▶ PROBLEM TO WORK ON:
Whenever a line in the data contains "many", show that line.

▶ DATA SUPPLIED:
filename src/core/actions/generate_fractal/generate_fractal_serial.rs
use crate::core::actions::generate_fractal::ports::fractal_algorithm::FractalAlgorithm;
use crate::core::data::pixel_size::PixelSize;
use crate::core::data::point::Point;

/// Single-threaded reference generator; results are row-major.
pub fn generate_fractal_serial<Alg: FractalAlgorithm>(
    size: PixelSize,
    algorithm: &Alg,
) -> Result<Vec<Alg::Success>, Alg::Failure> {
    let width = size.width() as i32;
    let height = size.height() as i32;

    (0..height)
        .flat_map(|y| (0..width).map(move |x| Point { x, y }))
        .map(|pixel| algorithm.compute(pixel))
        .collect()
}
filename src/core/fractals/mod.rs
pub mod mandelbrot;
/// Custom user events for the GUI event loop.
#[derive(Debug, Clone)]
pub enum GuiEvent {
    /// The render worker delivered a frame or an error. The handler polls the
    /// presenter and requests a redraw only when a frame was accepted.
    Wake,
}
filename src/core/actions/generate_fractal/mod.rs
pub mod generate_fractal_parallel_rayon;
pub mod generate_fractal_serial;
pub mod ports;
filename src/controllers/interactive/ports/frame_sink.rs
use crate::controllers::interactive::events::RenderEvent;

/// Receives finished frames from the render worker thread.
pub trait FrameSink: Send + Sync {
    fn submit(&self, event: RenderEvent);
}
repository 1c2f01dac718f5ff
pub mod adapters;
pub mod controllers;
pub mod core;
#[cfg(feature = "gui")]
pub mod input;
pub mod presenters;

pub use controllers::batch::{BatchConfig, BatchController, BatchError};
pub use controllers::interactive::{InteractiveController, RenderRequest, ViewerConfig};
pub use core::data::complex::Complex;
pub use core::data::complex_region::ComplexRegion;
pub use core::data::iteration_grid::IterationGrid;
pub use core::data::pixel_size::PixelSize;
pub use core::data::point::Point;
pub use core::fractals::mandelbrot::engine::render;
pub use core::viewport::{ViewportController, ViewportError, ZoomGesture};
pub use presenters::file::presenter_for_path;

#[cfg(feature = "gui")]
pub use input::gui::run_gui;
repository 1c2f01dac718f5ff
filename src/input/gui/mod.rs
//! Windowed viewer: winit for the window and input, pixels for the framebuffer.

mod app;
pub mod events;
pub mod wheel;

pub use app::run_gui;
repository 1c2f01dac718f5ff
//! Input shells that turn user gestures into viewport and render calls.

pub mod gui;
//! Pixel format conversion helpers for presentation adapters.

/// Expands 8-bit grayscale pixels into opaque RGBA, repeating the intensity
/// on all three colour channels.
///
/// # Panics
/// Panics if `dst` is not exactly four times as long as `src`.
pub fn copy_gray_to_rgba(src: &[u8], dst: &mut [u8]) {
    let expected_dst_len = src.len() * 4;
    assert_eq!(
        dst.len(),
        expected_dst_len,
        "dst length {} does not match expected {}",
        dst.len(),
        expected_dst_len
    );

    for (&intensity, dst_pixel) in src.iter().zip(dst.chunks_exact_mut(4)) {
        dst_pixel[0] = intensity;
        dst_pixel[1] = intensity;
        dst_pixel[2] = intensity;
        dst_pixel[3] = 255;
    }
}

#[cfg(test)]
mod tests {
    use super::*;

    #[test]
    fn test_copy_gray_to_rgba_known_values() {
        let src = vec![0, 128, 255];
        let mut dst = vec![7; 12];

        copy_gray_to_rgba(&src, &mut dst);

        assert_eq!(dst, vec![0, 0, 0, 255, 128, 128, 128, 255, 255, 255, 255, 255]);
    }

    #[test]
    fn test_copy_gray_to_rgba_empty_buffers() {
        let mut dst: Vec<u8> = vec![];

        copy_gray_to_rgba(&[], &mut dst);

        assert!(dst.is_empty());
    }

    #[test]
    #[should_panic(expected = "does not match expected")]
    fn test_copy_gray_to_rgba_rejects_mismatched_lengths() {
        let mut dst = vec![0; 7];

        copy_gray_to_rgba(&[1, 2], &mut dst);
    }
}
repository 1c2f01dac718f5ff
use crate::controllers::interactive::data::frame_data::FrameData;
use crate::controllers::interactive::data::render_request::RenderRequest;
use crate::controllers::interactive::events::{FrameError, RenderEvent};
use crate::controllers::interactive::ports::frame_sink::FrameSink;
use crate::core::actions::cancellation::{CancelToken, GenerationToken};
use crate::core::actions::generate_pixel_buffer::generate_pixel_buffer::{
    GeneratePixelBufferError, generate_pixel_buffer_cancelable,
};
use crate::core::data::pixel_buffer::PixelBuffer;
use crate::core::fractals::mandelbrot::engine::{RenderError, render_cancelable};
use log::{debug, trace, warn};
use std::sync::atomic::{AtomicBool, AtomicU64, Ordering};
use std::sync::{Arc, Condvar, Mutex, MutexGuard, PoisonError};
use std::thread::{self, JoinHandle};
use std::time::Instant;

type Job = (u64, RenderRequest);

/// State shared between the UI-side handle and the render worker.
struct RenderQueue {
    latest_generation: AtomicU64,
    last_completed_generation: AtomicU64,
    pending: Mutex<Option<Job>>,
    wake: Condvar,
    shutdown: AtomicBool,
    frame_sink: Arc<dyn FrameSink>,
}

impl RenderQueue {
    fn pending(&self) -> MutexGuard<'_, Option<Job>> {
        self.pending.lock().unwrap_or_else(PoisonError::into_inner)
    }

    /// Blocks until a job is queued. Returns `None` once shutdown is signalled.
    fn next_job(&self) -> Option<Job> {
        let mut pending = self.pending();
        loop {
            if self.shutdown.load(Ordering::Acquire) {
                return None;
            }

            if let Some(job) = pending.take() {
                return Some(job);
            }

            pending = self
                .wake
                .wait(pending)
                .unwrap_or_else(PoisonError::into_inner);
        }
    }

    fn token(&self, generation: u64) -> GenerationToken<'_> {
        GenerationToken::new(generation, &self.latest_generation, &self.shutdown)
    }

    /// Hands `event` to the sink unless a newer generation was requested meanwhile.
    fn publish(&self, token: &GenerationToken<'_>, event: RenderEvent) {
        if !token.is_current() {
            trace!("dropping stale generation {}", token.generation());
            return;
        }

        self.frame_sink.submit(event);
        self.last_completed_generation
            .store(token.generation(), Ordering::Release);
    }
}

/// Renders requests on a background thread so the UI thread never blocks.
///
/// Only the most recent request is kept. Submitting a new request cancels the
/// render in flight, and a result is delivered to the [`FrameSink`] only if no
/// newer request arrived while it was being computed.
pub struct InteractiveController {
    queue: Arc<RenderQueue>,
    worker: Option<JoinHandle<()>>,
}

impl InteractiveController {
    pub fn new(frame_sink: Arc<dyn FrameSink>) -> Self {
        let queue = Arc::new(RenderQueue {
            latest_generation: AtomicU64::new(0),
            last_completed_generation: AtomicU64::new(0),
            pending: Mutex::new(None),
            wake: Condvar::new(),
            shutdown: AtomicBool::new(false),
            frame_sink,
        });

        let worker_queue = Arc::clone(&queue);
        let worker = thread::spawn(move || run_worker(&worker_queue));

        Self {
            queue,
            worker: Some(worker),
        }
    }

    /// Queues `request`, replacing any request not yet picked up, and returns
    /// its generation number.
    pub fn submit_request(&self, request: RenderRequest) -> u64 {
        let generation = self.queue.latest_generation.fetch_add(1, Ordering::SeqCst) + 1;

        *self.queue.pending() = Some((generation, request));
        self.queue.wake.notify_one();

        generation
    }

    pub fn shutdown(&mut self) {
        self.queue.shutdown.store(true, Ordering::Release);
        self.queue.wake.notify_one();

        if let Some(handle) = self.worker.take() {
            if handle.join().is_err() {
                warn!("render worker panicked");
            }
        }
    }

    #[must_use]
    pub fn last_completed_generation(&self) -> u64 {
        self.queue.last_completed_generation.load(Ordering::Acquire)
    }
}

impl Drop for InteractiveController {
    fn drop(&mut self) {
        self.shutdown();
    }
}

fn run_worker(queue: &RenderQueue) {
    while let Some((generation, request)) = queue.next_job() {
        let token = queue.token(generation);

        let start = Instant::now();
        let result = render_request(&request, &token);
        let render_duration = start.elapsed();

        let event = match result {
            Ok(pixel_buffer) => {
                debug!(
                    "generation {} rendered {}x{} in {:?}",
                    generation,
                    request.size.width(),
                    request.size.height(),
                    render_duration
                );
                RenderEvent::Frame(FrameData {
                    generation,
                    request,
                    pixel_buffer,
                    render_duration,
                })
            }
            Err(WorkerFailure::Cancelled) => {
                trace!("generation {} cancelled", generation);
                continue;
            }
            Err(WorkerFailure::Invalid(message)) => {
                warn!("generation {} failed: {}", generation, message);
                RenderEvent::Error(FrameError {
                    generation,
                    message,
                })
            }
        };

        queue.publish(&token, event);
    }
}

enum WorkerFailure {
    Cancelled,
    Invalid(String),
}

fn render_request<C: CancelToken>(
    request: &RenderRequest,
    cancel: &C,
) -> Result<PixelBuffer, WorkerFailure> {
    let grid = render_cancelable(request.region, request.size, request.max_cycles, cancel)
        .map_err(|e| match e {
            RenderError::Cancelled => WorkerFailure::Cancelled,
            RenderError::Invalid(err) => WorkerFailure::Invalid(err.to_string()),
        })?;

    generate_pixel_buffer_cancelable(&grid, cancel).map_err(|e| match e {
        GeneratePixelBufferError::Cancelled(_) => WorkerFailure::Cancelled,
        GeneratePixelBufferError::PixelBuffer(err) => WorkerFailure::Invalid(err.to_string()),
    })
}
* * *
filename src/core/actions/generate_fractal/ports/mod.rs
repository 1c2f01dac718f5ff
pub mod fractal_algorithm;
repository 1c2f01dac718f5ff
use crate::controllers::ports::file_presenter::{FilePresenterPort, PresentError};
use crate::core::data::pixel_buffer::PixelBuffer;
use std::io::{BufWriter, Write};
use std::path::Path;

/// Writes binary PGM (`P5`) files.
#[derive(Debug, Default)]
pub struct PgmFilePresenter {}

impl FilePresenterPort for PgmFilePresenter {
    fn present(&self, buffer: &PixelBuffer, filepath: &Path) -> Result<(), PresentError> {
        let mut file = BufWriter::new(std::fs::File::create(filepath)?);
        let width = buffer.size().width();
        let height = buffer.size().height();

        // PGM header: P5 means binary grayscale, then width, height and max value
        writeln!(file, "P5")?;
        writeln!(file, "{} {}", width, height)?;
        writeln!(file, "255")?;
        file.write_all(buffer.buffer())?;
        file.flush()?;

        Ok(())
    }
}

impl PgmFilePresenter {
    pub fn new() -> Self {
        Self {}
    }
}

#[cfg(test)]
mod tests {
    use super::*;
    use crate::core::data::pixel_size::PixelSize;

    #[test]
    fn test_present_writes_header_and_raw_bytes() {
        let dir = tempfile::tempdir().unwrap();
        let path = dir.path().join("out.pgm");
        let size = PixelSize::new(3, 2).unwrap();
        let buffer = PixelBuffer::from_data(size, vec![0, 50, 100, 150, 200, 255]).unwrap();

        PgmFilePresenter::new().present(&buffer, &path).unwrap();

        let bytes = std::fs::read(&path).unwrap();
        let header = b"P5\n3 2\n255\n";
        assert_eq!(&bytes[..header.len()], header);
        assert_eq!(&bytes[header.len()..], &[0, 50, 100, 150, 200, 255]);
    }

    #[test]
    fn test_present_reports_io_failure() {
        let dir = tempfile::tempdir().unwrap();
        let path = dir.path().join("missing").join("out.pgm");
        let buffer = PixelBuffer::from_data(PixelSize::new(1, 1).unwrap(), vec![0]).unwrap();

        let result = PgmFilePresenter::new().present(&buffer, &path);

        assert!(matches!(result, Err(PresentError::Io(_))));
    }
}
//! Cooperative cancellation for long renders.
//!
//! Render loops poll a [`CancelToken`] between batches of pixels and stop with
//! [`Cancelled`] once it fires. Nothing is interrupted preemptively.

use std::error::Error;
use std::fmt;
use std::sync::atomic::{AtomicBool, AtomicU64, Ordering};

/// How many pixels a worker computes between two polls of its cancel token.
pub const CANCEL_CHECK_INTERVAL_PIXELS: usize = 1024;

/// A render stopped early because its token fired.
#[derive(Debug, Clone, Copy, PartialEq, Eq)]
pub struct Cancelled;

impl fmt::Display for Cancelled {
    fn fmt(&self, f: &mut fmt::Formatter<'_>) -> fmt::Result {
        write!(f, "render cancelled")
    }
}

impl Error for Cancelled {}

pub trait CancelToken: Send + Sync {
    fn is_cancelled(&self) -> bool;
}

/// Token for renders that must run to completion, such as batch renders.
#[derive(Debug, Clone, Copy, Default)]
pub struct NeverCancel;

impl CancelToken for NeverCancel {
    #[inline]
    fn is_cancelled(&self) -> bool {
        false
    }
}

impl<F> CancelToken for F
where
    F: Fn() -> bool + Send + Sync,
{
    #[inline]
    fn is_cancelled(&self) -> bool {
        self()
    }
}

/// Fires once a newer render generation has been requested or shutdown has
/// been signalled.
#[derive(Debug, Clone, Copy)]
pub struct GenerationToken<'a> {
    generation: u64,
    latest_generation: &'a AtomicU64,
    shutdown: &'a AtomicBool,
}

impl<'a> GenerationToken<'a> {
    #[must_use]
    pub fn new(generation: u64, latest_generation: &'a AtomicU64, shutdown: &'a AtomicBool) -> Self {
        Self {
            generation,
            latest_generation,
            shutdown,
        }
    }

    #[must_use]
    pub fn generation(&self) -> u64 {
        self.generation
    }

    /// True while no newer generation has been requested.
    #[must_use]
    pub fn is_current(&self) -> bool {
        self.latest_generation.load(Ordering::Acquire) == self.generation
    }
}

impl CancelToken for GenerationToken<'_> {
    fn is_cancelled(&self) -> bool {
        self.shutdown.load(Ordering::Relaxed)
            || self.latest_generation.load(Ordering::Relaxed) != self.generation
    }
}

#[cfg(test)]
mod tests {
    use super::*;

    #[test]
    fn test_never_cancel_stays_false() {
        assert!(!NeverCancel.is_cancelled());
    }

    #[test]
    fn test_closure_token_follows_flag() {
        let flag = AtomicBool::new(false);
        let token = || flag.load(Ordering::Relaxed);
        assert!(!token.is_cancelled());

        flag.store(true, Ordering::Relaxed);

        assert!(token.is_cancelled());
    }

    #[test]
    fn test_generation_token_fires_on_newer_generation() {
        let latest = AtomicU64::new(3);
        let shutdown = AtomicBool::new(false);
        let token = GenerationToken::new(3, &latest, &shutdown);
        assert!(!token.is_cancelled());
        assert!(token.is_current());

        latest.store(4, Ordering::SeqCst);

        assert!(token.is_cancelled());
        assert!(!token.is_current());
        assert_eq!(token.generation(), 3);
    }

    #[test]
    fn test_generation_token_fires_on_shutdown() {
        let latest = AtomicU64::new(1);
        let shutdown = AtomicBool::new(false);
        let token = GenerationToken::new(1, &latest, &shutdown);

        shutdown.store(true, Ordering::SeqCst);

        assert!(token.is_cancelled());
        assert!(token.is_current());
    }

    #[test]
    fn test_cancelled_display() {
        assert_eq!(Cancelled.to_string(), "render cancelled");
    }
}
...
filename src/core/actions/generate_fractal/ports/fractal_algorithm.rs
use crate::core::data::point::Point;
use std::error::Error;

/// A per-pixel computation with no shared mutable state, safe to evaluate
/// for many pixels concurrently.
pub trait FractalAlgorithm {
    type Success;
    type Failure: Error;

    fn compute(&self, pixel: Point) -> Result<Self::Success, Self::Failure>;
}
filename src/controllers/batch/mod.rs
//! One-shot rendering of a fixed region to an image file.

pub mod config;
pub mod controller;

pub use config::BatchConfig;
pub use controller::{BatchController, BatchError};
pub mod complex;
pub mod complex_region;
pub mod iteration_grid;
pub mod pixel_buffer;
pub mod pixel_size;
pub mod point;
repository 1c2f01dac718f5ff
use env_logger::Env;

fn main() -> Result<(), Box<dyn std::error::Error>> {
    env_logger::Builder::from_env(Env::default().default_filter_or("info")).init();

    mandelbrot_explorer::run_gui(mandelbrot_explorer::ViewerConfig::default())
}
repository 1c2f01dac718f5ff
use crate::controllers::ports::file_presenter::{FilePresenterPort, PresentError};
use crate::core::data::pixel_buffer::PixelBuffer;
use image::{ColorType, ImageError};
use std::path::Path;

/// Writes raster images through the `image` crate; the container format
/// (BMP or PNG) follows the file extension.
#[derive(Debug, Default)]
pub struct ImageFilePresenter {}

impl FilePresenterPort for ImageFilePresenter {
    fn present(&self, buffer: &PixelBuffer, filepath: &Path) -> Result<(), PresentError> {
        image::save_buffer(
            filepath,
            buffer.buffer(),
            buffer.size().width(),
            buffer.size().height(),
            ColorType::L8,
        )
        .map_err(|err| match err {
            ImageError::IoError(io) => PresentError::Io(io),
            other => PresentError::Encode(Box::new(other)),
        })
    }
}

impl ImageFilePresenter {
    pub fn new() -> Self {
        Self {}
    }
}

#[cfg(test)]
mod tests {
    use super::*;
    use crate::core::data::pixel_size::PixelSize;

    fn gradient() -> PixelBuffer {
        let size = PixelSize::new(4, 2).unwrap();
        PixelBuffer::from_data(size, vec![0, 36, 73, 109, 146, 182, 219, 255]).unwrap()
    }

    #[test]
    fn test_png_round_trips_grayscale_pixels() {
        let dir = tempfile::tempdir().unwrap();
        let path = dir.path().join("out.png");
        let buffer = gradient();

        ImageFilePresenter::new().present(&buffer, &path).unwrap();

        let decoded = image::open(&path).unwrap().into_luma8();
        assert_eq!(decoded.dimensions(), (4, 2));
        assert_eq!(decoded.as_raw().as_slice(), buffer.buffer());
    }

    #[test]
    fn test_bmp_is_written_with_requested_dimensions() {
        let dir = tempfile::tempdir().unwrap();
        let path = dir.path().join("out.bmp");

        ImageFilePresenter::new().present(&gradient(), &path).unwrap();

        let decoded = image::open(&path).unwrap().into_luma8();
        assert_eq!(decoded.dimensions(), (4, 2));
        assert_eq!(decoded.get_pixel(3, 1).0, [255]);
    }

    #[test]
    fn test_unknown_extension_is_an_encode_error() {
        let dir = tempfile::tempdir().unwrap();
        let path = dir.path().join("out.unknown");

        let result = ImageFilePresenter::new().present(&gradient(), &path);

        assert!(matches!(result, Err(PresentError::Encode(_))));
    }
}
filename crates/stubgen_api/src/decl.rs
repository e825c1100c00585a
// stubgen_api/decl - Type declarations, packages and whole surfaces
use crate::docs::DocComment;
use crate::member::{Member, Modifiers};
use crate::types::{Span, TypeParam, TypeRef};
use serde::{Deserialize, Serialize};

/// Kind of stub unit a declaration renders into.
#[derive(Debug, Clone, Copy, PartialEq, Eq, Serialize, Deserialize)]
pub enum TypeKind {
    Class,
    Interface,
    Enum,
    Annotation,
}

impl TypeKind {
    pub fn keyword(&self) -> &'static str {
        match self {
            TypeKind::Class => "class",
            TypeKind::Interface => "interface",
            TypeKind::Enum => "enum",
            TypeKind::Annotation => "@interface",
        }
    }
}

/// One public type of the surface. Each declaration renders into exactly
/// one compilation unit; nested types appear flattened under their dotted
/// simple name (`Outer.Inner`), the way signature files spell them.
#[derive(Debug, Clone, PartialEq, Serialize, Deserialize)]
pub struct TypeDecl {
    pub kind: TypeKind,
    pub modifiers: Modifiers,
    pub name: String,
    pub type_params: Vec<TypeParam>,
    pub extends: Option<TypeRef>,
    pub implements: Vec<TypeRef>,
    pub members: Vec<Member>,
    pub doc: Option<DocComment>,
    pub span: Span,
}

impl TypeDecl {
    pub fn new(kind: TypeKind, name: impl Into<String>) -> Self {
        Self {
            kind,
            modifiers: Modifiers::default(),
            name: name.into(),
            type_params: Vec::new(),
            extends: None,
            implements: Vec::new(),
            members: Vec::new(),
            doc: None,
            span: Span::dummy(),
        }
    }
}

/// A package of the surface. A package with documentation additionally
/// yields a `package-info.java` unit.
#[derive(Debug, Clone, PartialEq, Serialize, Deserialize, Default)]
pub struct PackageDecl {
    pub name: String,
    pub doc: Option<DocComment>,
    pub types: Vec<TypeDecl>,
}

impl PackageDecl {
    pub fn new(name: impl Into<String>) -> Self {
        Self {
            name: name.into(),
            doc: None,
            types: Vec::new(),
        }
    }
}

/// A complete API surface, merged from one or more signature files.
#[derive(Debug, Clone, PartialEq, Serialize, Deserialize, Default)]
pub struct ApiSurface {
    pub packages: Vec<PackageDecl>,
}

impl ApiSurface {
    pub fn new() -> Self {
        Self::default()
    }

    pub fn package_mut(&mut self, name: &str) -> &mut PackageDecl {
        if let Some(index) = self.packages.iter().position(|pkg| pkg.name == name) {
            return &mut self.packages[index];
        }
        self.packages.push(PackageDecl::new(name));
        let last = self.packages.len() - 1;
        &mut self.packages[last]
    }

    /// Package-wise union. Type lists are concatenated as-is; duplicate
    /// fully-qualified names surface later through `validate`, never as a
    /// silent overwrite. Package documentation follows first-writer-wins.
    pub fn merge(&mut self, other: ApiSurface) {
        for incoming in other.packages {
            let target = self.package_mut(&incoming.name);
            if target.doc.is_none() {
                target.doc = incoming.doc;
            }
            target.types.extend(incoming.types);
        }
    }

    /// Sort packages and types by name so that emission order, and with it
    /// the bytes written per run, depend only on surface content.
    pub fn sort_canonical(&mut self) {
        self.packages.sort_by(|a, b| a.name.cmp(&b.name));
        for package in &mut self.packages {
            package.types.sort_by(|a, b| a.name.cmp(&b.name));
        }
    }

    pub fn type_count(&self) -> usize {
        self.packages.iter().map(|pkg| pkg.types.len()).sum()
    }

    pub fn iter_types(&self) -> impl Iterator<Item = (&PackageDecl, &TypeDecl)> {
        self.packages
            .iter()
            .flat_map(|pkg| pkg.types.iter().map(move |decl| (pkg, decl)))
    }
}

▶ RESULT FOR THIS EXERCISE:
/// How many pixels a worker computes between two polls of its cancel token.
/// for many pixels concurrently.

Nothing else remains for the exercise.